(Stored items)
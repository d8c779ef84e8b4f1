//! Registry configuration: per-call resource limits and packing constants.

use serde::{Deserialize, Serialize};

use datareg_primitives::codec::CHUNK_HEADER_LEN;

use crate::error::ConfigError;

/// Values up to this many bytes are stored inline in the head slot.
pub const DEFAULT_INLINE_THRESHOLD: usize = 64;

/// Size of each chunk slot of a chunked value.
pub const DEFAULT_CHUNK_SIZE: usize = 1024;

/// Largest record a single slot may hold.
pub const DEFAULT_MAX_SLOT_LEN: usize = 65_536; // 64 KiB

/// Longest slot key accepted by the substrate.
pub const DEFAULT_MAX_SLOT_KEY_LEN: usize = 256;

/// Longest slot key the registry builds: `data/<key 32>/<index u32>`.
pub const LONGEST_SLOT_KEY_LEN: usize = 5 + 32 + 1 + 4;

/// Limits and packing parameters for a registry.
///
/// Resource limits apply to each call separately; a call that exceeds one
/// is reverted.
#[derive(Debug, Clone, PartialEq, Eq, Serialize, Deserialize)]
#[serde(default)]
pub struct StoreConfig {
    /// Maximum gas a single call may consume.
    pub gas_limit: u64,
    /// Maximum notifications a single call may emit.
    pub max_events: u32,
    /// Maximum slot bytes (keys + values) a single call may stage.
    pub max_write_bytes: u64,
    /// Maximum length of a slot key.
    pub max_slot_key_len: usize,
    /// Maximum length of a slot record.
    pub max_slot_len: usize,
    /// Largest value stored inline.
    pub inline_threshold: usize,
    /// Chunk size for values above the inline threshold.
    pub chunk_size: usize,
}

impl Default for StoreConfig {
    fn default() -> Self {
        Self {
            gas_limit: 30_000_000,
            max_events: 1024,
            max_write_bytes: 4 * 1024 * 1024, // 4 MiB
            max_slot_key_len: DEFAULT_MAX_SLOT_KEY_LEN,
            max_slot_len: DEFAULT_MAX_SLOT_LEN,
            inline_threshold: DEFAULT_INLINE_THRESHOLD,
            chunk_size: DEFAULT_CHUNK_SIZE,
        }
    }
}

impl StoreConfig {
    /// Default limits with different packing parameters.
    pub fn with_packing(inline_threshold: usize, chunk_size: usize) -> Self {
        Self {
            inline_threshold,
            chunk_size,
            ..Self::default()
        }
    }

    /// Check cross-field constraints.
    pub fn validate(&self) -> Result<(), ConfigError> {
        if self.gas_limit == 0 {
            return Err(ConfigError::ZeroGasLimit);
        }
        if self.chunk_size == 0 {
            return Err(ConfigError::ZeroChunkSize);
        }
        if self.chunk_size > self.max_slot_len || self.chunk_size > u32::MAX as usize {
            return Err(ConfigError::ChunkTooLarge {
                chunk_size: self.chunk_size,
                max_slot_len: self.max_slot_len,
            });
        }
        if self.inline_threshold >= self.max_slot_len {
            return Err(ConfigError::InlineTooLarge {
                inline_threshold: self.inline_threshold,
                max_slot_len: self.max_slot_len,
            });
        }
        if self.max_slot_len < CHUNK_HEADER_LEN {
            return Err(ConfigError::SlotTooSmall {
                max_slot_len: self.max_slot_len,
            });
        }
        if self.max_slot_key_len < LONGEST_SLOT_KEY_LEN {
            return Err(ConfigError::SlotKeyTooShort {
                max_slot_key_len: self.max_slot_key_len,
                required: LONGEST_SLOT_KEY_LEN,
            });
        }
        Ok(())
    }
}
...
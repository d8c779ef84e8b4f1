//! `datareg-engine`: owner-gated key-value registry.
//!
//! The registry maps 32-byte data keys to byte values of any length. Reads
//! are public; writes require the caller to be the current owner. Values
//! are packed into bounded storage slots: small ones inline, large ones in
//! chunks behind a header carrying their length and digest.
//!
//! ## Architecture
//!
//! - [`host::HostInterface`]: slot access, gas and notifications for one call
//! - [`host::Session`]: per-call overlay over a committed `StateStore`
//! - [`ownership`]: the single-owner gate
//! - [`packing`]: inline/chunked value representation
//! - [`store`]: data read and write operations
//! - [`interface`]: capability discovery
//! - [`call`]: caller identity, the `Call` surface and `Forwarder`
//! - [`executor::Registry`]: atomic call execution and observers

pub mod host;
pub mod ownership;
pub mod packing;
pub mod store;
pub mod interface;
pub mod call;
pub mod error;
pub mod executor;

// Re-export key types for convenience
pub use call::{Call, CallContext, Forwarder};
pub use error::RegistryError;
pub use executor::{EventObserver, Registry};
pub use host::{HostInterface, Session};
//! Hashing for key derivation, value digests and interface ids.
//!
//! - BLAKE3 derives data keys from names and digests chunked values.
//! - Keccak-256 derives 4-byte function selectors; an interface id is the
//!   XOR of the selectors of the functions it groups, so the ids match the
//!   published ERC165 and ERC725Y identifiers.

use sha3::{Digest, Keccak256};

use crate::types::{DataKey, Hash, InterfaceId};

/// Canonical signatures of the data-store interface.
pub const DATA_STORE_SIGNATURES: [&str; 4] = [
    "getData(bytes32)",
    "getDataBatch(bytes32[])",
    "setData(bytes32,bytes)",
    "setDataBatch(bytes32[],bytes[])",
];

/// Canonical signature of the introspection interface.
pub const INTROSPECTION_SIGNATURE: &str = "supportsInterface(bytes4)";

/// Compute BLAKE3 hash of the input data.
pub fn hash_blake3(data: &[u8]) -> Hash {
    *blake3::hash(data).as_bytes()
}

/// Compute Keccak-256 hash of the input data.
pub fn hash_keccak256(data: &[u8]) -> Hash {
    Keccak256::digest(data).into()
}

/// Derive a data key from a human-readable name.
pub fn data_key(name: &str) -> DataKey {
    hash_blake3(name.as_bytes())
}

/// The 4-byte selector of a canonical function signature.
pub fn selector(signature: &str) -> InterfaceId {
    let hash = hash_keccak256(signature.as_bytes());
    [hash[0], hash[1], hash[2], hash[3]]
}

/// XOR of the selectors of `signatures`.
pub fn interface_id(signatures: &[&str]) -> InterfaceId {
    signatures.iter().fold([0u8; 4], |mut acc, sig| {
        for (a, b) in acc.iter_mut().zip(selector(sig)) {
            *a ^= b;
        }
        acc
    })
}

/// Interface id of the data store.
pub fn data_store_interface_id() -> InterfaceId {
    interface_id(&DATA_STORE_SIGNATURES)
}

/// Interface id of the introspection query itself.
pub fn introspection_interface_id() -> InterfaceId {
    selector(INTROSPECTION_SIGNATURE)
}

** What needs to be done **
Scan the records for the word "Deserialize". Copy each line where it turns up.

** Response to the exercise **
use serde::{Deserialize, Serialize};
#[derive(Debug, Clone, PartialEq, Eq, Serialize, Deserialize)]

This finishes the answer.